Geez, Terry, (thank you for your service, BTW) I’m not hyping anything. I’m simply saying that saying there’s nothing there based on nothing more than news reports, which are notoriously incorrect is foolhardy.

I think there’s a great deal more danger from insisting that your government is made up of lying, incompetent fools than there is from terrorists. If enough people believed that, we’d have anarchy, and anarchy would kill more people than terrorists ever will.

There’s a great many things we do, in the security field, that make no sense at all but are designed as “feel-good” measures. But to insist that a plot wasn’t a plot, which necessarily requires that the government be lying, when you simply don’t know the facts, is foolish.

I also dislike the statistical minimizing that goes on (only x number died in y number of years, therefore the threat isn’t real.) I think it’s an insult to those who have died.

Here’s an idea. Why don’t we just remove all security from airports and put up big signs – “You are ten times more likely to die from cancer than you are from boarding a plane.”

Then we can celebrate our statistical successes over the bodies of the small minority that didn’t make it but proved our math and enjoy flying without being inconvenienced.
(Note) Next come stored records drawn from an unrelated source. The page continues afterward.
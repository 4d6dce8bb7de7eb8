// Copyright 2023-Present Datadog, Inc. https://www.datadoghq.com/
// SPDX-License-Identifier: Apache-2.0

//! Common test utilities, mocks, and helpers for integration tests

#![allow(dead_code)]

pub mod helpers;
pub mod mocks;
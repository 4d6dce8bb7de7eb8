// Copyright 2023-Present Datadog, Inc. https://www.datadoghq.com/
// SPDX-License-Identifier: Apache-2.0

use serde::{Deserialize, Serialize};

/// One span's contribution to a [`MetricCounters`] block.
#[derive(Clone, Copy, Debug, Default, PartialEq, Eq)]
pub struct Observation {
    pub duration: u64,
    pub is_error: bool,
    /// Entry spans count as business transactions.
    pub is_entry: bool,
    pub is_mq: bool,
}

/// Additive counters shared by every metric record kind.
///
/// `min_duration` uses 0 for "nothing observed yet" so that the empty block is
/// the identity of [`MetricCounters::merge`].
#[derive(Clone, Copy, Debug, Default, PartialEq, Eq, Serialize, Deserialize)]
pub struct MetricCounters {
    pub transaction_calls: u64,
    pub transaction_error_calls: u64,
    pub transaction_duration_sum: u64,
    pub transaction_error_duration_sum: u64,
    pub business_transaction_calls: u64,
    pub business_transaction_error_calls: u64,
    pub business_transaction_duration_sum: u64,
    pub business_transaction_error_duration_sum: u64,
    pub mq_transaction_calls: u64,
    pub mq_transaction_error_calls: u64,
    pub mq_transaction_duration_sum: u64,
    pub mq_transaction_error_duration_sum: u64,
    pub min_duration: u64,
    pub max_duration: u64,
}

impl MetricCounters {
    #[must_use]
    pub fn observed(observation: Observation) -> Self {
        let mut counters = Self::default();
        counters.observe(observation);
        counters
    }

    pub fn observe(&mut self, observation: Observation) {
        let Observation {
            duration,
            is_error,
            is_entry,
            is_mq,
        } = observation;
        let error_calls = u64::from(is_error);
        let error_duration = if is_error { duration } else { 0 };

        self.transaction_calls += 1;
        self.transaction_error_calls += error_calls;
        self.transaction_duration_sum += duration;
        self.transaction_error_duration_sum += error_duration;
        if is_entry {
            self.business_transaction_calls += 1;
            self.business_transaction_error_calls += error_calls;
            self.business_transaction_duration_sum += duration;
            self.business_transaction_error_duration_sum += error_duration;
        }
        if is_mq {
            self.mq_transaction_calls += 1;
            self.mq_transaction_error_calls += error_calls;
            self.mq_transaction_duration_sum += duration;
            self.mq_transaction_error_duration_sum += error_duration;
        }
        self.min_duration = min_nonzero(self.min_duration, duration);
        self.max_duration = self.max_duration.max(duration);
    }

    pub fn merge(&mut self, other: &Self) {
        self.transaction_calls += other.transaction_calls;
        self.transaction_error_calls += other.transaction_error_calls;
        self.transaction_duration_sum += other.transaction_duration_sum;
        self.transaction_error_duration_sum += other.transaction_error_duration_sum;
        self.business_transaction_calls += other.business_transaction_calls;
        self.business_transaction_error_calls += other.business_transaction_error_calls;
        self.business_transaction_duration_sum += other.business_transaction_duration_sum;
        self.business_transaction_error_duration_sum +=
            other.business_transaction_error_duration_sum;
        self.mq_transaction_calls += other.mq_transaction_calls;
        self.mq_transaction_error_calls += other.mq_transaction_error_calls;
        self.mq_transaction_duration_sum += other.mq_transaction_duration_sum;
        self.mq_transaction_error_duration_sum += other.mq_transaction_error_duration_sum;
        self.min_duration = min_nonzero(self.min_duration, other.min_duration);
        self.max_duration = self.max_duration.max(other.max_duration);
    }
}

fn min_nonzero(a: u64, b: u64) -> u64 {
    match (a, b) {
        (0, other) | (other, 0) => other,
        (a, b) => a.min(b),
    }
}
mc August 17, 2006 5:00 PM

I can’t comment on the plausibility of the scheme; I was reading comic books in high school chem class.

I can say that I’ve gone through 4 US airports in the past week. 3 of them had regular announcements saying “The Homeland Security Terror Alert Level is Orange, ” and then the same advice about looking out for unattended luggage as they’ve always had. What exactly is the point of announcements like that, except to cause anxiety and fear?

Also, the Atlanta airport set up a 100% screening station at the gate, where 5 TSA folks went completely through every pocket of every carry-on bag. The passengers had already been through the normal security checkpoint, and this was for a 1-hour flight. Needless to say, the plane was late departing. But hey, at least no one had any toothpaste when they were done, so that’s something.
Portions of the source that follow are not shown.